RECORDS SUPPLIED:
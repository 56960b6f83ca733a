use leptos::*;

pub const MIN_PASSWORD_LENGTH: usize = 6;

#[derive(Clone, Copy, Debug, Default, PartialEq, Eq)]
pub enum AuthTab {
    #[default]
    SignIn,
    SignUp,
}

#[derive(Clone, Copy)]
pub struct AuthFormState {
    pub email: RwSignal<String>,
    pub password: RwSignal<String>,
    pub full_name: RwSignal<String>,
    pub tab: RwSignal<AuthTab>,
}

impl Default for AuthFormState {
    fn default() -> Self {
        Self {
            email: create_rw_signal(String::new()),
            password: create_rw_signal(String::new()),
            full_name: create_rw_signal(String::new()),
            tab: create_rw_signal(AuthTab::default()),
        }
    }
}

pub fn validate_sign_in(email: &str, password: &str) -> Result<(), String> {
    if email.trim().is_empty() {
        return Err("Please enter your email address".into());
    }
    if password.is_empty() {
        return Err("Please enter your password".into());
    }
    Ok(())
}

pub fn validate_sign_up(email: &str, password: &str, full_name: &str) -> Result<(), String> {
    if full_name.trim().is_empty() {
        return Err("Please enter your full name".into());
    }
    validate_sign_in(email, password)?;
    if password.chars().count() < MIN_PASSWORD_LENGTH {
        return Err(format!(
            "Password must be at least {} characters long",
            MIN_PASSWORD_LENGTH
        ));
    }
    Ok(())
}

#[cfg(test)]
mod tests {
    use super::*;

    #[test]
    fn sign_in_requires_email_and_password() {
        assert!(validate_sign_in("", "secret").is_err());
        assert!(validate_sign_in("   ", "secret").is_err());
        assert!(validate_sign_in("jane@example.ca", "").is_err());
        assert!(validate_sign_in("jane@example.ca", "ab").is_ok());
    }

    #[test]
    fn sign_up_enforces_minimum_password_length() {
        assert_eq!(
            validate_sign_up("new@user.com", "ab", "Jane Doe"),
            Err("Password must be at least 6 characters long".to_string())
        );
        assert_eq!(
            validate_sign_up("new@user.com", "abcde", "Jane Doe"),
            Err("Password must be at least 6 characters long".to_string())
        );
        assert_eq!(validate_sign_up("new@user.com", "abcdef", "Jane Doe"), Ok(()));
    }

    #[test]
    fn sign_up_requires_full_name() {
        assert_eq!(
            validate_sign_up("new@user.com", "abcdef", "  "),
            Err("Please enter your full name".to_string())
        );
    }
}
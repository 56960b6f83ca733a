use crate::api::{AuthUser, NewUserProfile, ProfileBootstrapError, ProfileStore};

pub const ANONYMOUS_NAME: &str = "Anonymous";

#[derive(Debug, Clone, Copy, PartialEq, Eq)]
pub enum ProfileOutcome {
    Existing,
    Created,
    /// Another tab or request inserted the row first.
    CreatedConcurrently,
}

pub fn profile_full_name(user: &AuthUser) -> String {
    user.user_metadata
        .full_name
        .as_deref()
        .map(str::trim)
        .filter(|name| !name.is_empty())
        .or_else(|| user.email_local_part())
        .unwrap_or(ANONYMOUS_NAME)
        .to_string()
}

pub fn new_profile_for(user: &AuthUser) -> NewUserProfile {
    NewUserProfile {
        id: user.id.clone(),
        email: user.email.clone().unwrap_or_default(),
        full_name: profile_full_name(user),
        avatar_url: user.user_metadata.avatar_url.clone(),
    }
}

/// Makes sure exactly one profile row exists for `user`.
pub async fn ensure_profile(
    store: &dyn ProfileStore,
    user: &AuthUser,
) -> Result<ProfileOutcome, ProfileBootstrapError> {
    match store.find_profile(&user.id).await {
        Ok(Some(_)) => return Ok(ProfileOutcome::Existing),
        Ok(None) => {}
        Err(err) => log::warn!("Error checking user profile for {}: {}", user.id, err),
    }

    match store.insert_profile(&new_profile_for(user)).await {
        Ok(()) => {
            log::info!("Created user profile for {}", user.id);
            Ok(ProfileOutcome::Created)
        }
        Err(err) if err.is_unique_violation() => {
            log::debug!("User profile for {} already created elsewhere", user.id);
            Ok(ProfileOutcome::CreatedConcurrently)
        }
        Err(err) => Err(ProfileBootstrapError::Insert(err)),
    }
}

#[cfg(test)]
mod tests {
    use super::*;
    use crate::test_support::helpers::user_with;

    #[test]
    fn full_name_prefers_metadata_then_email_then_placeholder() {
        assert_eq!(
            profile_full_name(&user_with("u1", "jane@example.ca", Some("  Jane Doe "))),
            "Jane Doe"
        );
        assert_eq!(
            profile_full_name(&user_with("u1", "jane@example.ca", Some("   "))),
            "jane"
        );
        assert_eq!(profile_full_name(&user_with("u1", "@example.ca", None)), "Anonymous");

        let mut no_email = user_with("u1", "", None);
        no_email.email = None;
        assert_eq!(profile_full_name(&no_email), "Anonymous");
    }

    #[test]
    fn new_profile_carries_metadata_avatar() {
        let mut user = user_with("u1", "jane@example.ca", Some("Jane Doe"));
        user.user_metadata.avatar_url = Some("https://cdn.example/jane.png".into());
        let profile = new_profile_for(&user);
        assert_eq!(profile.id, "u1");
        assert_eq!(profile.email, "jane@example.ca");
        assert_eq!(profile.full_name, "Jane Doe");
        assert_eq!(
            profile.avatar_url.as_deref(),
            Some("https://cdn.example/jane.png")
        );
    }
}
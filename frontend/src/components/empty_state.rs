use leptos::*;

/// Placeholder body for pages whose content is loaded elsewhere.
#[component]
pub fn EmptyState(
    #[prop(into)] title: String,
    #[prop(optional, into)] description: Option<String>,
) -> impl IntoView {
    view! {
        <div class="text-center py-12 px-4 rounded-lg border-2 border-dashed border-gray-300 bg-gray-50">
            <h3 class="mt-2 text-sm font-semibold text-gray-900">{title}</h3>
            {description.map(|desc| view! {
                <p class="mt-1 text-sm text-gray-500">{desc}</p>
            })}
        </div>
    }
}
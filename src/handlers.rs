//! Application-level observability callbacks.

use crate::error::NotificationError;
use parking_lot::RwLock;
use std::sync::Arc;

pub type ConnectedHandler = Arc<dyn Fn() + Send + Sync>;
pub type DisconnectedHandler = Arc<dyn Fn() + Send + Sync>;
pub type ErrorHandler = Arc<dyn Fn(&NotificationError) + Send + Sync>;

#[derive(Default)]
struct Slots {
    connected: Option<ConnectedHandler>,
    disconnected: Option<DisconnectedHandler>,
    error: Option<ErrorHandler>,
}

/// Optional connected/disconnected/error callbacks.
///
/// Handlers are cloned out of the lock before being called, so a handler may
/// replace itself or any other slot.
#[derive(Default)]
pub struct HandlerSlots {
    slots: RwLock<Slots>,
}

impl HandlerSlots {
    pub fn new() -> Self {
        Self::default()
    }

    pub fn set_connected(&self, handler: impl Fn() + Send + Sync + 'static) {
        self.slots.write().connected = Some(Arc::new(handler));
    }

    pub fn set_disconnected(&self, handler: impl Fn() + Send + Sync + 'static) {
        self.slots.write().disconnected = Some(Arc::new(handler));
    }

    pub fn set_error(&self, handler: impl Fn(&NotificationError) + Send + Sync + 'static) {
        self.slots.write().error = Some(Arc::new(handler));
    }

    pub(crate) fn fire_connected(&self) {
        let handler = self.slots.read().connected.clone();
        if let Some(handler) = handler {
            handler();
        }
    }

    pub(crate) fn fire_disconnected(&self) {
        let handler = self.slots.read().disconnected.clone();
        if let Some(handler) = handler {
            handler();
        }
    }

    pub(crate) fn fire_error(&self, error: &NotificationError) {
        let handler = self.slots.read().error.clone();
        if let Some(handler) = handler {
            handler(error);
        }
    }
}

#[cfg(test)]
mod tests {
    use super::*;
    use std::sync::atomic::{AtomicUsize, Ordering};

    #[test]
    fn test_unset_slots_are_noops() {
        let slots = HandlerSlots::new();
        slots.fire_connected();
        slots.fire_disconnected();
        slots.fire_error(&NotificationError::ListenerBufferFull);
    }

    #[test]
    fn test_handler_may_replace_itself() {
        let slots = Arc::new(HandlerSlots::new());
        let calls = Arc::new(AtomicUsize::new(0));

        let inner_slots = Arc::clone(&slots);
        let c = Arc::clone(&calls);
        slots.set_connected(move || {
            c.fetch_add(1, Ordering::SeqCst);
            inner_slots.set_connected(|| {});
        });

        slots.fire_connected();
        slots.fire_connected();
        assert_eq!(calls.load(Ordering::SeqCst), 1);
    }
}
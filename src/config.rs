//! Platform configuration and derived connection parameters.
//!
//! The platform describes its notification driver in the same document it
//! returns for every other platform query. Notifications are optional: a
//! platform without a complete driver block simply has nothing to start.

use serde::{Deserialize, Serialize};

/// Platform details relevant to notifications.
#[derive(Clone, Debug, Default, PartialEq, Eq, Serialize, Deserialize)]
#[serde(rename_all = "camelCase")]
pub struct PlatformConfig {
    /// Platform identity used in every channel topic (e.g. `mainnet`).
    pub network: String,

    /// Notification driver settings (None = notifications disabled).
    #[serde(default)]
    pub notifications: Option<NotificationsConfig>,
}

#[derive(Clone, Debug, Default, PartialEq, Eq, Serialize, Deserialize)]
#[serde(rename_all = "camelCase")]
pub struct NotificationsConfig {
    #[serde(default)]
    pub pusher: Option<PusherConfig>,
}

#[derive(Clone, Debug, Default, PartialEq, Eq, Serialize, Deserialize)]
#[serde(rename_all = "camelCase")]
pub struct PusherConfig {
    /// Application key used to authenticate the connection.
    #[serde(default)]
    pub key: Option<String>,

    #[serde(default)]
    pub options: Option<PusherOptions>,
}

#[derive(Clone, Debug, Default, PartialEq, Eq, Serialize, Deserialize)]
#[serde(rename_all = "camelCase")]
pub struct PusherOptions {
    /// Cluster/region hosting the application.
    #[serde(default)]
    pub cluster: Option<String>,

    /// Whether channels use encrypted transport.
    #[serde(default)]
    pub encrypted: Option<bool>,
}

impl PlatformConfig {
    /// Platform with notifications disabled.
    pub fn new(network: impl Into<String>) -> Self {
        Self {
            network: network.into(),
            notifications: None,
        }
    }

    /// Add a complete notification driver block.
    pub fn with_pusher(
        mut self,
        key: impl Into<String>,
        cluster: impl Into<String>,
        encrypted: bool,
    ) -> Self {
        self.notifications = Some(NotificationsConfig {
            pusher: Some(PusherConfig {
                key: Some(key.into()),
                options: Some(PusherOptions {
                    cluster: Some(cluster.into()),
                    encrypted: Some(encrypted),
                }),
            }),
        });
        self
    }
}

/// Everything a transport needs to open a connection.
#[derive(Clone, Debug, PartialEq, Eq)]
pub struct ConnectionParams {
    pub key: String,
    pub cluster: String,
    pub encrypted: bool,
}

impl ConnectionParams {
    /// Derive parameters from a platform.
    ///
    /// Returns None when the key, cluster or encryption flag is missing, or
    /// the key or cluster is blank.
    pub fn from_platform(platform: &PlatformConfig) -> Option<Self> {
        let pusher = platform.notifications.as_ref()?.pusher.as_ref()?;
        let options = pusher.options.as_ref()?;

        let key = pusher.key.as_deref().filter(|k| !k.trim().is_empty())?;
        let cluster = options.cluster.as_deref().filter(|c| !c.trim().is_empty())?;
        let encrypted = options.encrypted?;

        Some(Self {
            key: key.to_string(),
            cluster: cluster.to_string(),
            encrypted,
        })
    }
}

PROBLEM STATEMENT: Copy out each line of the material that holds the word "NotificationError".

THE COMPLETED TASK:
use crate::error::NotificationError;
pub type ErrorHandler = Arc<dyn Fn(&NotificationError) + Send + Sync>;
    pub fn set_error(&self, handler: impl Fn(&NotificationError) + Send + Sync + 'static) {
    pub(crate) fn fire_error(&self, error: &NotificationError) {
        slots.fire_error(&NotificationError::ListenerBufferFull);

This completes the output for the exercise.